→ To do:
Below is a block of records. Copy every line in it that contains the word "newline".

→ Provided material:
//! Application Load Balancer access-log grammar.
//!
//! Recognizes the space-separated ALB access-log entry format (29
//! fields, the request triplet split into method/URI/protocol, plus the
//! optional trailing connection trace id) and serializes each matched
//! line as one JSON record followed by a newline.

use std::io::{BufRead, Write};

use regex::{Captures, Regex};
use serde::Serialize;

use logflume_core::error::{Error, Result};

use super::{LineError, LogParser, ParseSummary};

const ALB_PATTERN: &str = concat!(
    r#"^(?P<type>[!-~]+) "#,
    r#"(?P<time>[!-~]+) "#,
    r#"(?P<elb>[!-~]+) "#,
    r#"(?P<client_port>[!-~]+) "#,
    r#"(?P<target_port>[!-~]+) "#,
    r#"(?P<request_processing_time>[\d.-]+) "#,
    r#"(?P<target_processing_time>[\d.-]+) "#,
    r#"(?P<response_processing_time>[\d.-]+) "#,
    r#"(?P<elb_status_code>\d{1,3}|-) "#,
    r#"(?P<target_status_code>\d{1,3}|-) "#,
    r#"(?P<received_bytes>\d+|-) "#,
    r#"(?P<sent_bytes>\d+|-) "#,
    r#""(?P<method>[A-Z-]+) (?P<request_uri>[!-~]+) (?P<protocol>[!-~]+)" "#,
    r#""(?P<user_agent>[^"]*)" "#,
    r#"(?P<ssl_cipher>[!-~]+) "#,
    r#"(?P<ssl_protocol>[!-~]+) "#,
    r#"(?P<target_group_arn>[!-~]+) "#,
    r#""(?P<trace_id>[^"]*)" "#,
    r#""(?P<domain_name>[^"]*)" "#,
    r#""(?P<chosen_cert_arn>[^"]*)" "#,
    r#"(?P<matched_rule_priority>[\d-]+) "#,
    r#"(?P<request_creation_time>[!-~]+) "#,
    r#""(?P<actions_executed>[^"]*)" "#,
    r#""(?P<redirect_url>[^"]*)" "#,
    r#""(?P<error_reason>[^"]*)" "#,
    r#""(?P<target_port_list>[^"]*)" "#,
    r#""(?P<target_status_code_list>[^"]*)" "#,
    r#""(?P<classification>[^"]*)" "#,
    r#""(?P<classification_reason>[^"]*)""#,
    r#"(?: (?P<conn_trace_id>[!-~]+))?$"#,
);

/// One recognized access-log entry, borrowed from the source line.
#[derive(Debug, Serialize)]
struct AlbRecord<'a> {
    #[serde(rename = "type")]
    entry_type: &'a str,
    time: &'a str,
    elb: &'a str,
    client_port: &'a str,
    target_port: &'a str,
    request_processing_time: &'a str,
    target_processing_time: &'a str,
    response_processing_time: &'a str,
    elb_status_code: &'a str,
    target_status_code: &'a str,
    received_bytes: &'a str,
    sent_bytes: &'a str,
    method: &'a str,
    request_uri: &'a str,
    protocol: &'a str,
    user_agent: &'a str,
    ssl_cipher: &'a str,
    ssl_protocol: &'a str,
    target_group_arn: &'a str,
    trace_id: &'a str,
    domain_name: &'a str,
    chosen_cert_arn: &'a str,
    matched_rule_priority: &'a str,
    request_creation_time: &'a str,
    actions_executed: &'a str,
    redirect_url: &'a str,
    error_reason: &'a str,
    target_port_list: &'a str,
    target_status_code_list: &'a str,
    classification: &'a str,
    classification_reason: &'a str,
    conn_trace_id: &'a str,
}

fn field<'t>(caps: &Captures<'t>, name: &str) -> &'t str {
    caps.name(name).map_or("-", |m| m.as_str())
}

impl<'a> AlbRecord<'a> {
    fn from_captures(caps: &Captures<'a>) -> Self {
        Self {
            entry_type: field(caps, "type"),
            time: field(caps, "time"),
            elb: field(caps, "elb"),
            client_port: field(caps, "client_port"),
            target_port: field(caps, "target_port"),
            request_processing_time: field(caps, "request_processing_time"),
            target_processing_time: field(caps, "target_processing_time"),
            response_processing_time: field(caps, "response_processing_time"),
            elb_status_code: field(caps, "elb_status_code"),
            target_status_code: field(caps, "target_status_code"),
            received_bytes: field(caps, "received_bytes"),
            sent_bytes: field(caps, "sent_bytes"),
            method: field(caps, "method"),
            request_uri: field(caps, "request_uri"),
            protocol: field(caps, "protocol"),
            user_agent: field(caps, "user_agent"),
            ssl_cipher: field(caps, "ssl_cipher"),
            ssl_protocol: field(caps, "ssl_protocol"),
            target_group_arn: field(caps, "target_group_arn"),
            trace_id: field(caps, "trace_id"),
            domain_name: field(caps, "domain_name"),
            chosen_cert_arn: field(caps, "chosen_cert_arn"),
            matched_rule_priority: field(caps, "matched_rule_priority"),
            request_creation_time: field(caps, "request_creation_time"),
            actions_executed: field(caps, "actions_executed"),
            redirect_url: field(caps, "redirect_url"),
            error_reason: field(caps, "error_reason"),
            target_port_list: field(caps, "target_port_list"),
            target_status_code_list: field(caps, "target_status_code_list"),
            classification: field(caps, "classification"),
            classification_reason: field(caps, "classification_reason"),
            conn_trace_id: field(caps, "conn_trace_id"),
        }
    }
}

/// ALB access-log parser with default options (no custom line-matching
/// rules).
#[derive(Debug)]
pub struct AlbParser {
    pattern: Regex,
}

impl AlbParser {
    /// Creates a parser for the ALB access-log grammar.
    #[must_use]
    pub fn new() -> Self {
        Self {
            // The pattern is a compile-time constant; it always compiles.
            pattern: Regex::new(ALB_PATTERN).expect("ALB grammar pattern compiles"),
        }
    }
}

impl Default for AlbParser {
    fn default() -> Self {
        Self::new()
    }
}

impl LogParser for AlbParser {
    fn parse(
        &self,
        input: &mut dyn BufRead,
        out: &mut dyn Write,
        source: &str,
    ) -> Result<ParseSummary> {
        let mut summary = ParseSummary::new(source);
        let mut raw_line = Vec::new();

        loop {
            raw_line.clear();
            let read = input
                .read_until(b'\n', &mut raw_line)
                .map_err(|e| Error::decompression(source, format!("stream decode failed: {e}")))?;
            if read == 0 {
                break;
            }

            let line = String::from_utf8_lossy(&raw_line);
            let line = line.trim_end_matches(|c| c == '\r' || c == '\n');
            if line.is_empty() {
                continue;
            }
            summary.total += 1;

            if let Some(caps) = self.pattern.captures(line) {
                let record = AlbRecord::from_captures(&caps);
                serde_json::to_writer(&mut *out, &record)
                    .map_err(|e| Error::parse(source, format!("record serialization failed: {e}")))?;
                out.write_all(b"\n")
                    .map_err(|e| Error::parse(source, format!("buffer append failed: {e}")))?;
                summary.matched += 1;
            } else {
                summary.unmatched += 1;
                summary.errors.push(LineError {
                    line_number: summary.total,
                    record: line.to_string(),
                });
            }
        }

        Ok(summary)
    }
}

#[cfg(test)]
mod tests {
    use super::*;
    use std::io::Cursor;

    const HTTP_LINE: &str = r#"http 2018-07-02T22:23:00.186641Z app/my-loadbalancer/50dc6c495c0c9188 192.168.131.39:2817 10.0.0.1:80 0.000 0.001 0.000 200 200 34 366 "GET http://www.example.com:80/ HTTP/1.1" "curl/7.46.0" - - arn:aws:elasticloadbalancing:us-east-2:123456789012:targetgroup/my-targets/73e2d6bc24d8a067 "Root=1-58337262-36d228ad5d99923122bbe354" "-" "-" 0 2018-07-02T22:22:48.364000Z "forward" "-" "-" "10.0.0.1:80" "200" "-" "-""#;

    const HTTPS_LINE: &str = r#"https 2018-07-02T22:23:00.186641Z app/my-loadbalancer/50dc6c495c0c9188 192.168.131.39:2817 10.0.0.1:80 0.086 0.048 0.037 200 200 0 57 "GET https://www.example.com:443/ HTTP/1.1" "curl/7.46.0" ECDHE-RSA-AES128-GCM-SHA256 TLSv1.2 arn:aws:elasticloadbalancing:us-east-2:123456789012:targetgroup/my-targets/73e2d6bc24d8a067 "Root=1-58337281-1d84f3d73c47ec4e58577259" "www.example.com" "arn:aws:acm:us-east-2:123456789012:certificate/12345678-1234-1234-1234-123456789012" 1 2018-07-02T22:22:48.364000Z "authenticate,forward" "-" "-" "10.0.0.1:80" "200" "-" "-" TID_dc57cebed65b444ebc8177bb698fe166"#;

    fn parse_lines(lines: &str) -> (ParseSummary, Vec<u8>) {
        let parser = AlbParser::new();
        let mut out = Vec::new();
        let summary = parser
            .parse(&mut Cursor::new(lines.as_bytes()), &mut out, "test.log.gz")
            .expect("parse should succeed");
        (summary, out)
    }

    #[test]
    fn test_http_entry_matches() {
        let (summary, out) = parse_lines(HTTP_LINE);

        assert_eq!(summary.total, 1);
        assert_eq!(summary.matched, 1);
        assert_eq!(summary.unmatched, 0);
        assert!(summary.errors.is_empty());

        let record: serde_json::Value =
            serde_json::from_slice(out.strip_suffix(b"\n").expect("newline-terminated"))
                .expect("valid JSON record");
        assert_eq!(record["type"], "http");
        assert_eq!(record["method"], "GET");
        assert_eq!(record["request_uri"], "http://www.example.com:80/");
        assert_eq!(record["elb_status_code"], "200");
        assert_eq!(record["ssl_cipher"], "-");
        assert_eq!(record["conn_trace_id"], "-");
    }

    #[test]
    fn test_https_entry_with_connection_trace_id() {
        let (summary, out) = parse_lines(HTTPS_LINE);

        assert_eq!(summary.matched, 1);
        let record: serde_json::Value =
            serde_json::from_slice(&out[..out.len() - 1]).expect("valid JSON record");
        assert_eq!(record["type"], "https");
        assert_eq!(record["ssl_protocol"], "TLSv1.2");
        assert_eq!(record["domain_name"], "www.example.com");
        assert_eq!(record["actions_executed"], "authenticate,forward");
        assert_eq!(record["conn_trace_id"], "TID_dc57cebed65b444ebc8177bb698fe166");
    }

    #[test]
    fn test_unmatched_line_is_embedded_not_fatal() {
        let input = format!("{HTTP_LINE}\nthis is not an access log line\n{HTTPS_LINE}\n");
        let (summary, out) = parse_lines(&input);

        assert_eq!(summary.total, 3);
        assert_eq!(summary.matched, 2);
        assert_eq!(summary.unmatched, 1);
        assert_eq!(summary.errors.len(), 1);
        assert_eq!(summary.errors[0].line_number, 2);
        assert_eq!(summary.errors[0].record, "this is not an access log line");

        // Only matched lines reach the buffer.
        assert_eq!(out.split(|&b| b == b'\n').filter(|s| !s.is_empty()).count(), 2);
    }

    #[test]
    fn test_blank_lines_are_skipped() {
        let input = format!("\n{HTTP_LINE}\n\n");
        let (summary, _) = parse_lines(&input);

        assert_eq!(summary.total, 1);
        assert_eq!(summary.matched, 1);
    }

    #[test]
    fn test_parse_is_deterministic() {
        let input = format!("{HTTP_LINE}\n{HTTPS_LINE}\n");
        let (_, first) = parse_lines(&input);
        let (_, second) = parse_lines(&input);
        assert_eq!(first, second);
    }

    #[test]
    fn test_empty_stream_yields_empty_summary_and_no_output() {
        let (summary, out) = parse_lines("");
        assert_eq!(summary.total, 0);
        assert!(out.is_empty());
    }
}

---

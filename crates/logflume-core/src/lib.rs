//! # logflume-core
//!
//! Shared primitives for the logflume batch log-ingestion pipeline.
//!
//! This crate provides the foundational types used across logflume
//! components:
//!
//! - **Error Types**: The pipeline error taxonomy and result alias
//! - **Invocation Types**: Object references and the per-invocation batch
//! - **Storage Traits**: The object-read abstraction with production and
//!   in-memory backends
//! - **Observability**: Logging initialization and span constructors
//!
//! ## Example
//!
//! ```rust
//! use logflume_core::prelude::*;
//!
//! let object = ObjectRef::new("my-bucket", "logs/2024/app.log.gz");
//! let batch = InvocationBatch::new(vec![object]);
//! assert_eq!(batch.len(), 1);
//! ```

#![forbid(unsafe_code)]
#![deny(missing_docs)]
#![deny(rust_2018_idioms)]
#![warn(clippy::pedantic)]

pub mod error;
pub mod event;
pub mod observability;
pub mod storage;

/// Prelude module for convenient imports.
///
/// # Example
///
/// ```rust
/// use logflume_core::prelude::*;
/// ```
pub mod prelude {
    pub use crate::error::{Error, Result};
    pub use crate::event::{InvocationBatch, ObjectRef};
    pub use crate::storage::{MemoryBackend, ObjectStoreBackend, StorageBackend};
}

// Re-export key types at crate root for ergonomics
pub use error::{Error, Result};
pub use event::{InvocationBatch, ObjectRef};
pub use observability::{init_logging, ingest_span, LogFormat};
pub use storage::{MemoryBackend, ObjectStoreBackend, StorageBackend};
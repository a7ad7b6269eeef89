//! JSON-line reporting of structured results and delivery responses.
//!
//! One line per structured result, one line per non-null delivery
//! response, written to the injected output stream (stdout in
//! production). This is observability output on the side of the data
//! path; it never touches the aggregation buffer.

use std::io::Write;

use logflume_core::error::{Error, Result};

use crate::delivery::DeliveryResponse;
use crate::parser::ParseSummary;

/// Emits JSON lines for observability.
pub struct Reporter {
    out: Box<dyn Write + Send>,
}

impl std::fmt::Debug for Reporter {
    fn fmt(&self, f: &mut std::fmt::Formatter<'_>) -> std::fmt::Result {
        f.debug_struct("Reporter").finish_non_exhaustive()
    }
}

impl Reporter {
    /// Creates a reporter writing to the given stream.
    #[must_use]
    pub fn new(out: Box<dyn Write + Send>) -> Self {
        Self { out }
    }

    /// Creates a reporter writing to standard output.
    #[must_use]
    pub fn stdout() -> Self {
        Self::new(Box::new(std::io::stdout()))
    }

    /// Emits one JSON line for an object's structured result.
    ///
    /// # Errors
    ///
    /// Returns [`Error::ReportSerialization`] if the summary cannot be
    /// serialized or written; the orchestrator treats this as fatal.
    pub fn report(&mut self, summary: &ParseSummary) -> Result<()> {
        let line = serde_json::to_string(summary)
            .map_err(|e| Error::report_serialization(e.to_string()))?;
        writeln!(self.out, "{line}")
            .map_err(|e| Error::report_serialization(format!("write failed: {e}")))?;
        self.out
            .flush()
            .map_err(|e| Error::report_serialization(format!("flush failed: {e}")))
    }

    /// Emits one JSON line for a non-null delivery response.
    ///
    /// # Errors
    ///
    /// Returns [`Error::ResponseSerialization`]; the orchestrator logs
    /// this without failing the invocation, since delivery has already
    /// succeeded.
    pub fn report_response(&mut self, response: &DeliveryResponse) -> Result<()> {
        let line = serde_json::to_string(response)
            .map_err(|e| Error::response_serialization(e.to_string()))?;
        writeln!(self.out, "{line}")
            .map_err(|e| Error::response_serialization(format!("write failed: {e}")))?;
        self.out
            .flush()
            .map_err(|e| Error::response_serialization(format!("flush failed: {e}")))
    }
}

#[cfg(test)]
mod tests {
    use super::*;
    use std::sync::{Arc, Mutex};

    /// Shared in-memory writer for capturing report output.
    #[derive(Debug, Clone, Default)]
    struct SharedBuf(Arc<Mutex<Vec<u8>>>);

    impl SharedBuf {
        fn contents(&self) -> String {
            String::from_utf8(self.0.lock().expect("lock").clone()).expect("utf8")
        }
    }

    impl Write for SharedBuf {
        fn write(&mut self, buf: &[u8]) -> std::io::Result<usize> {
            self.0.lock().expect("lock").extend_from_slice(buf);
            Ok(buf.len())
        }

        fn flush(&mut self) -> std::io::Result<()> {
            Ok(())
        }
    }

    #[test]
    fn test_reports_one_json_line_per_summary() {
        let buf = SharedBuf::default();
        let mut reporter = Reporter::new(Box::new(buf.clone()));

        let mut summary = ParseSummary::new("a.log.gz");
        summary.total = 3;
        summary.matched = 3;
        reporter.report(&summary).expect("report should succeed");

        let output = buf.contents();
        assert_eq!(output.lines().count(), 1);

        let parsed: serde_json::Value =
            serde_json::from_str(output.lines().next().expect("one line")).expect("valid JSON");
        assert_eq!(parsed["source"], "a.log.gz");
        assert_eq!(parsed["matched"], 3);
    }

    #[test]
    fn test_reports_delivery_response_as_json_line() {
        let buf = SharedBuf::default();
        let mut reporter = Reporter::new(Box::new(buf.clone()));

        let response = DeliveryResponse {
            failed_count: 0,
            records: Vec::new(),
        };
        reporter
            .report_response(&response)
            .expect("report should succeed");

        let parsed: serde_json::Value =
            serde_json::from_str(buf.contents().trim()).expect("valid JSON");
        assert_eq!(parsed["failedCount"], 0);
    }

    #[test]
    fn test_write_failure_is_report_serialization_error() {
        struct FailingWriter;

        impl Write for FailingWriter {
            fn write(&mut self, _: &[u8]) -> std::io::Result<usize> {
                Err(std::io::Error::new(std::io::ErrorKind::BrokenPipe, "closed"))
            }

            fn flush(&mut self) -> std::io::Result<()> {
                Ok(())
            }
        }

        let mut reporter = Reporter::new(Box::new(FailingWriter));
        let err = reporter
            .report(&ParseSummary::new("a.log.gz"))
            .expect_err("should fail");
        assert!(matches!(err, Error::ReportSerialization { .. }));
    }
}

→ Exercise output:
//! line as one JSON record followed by a newline.
            serde_json::from_slice(out.strip_suffix(b"\n").expect("newline-terminated"))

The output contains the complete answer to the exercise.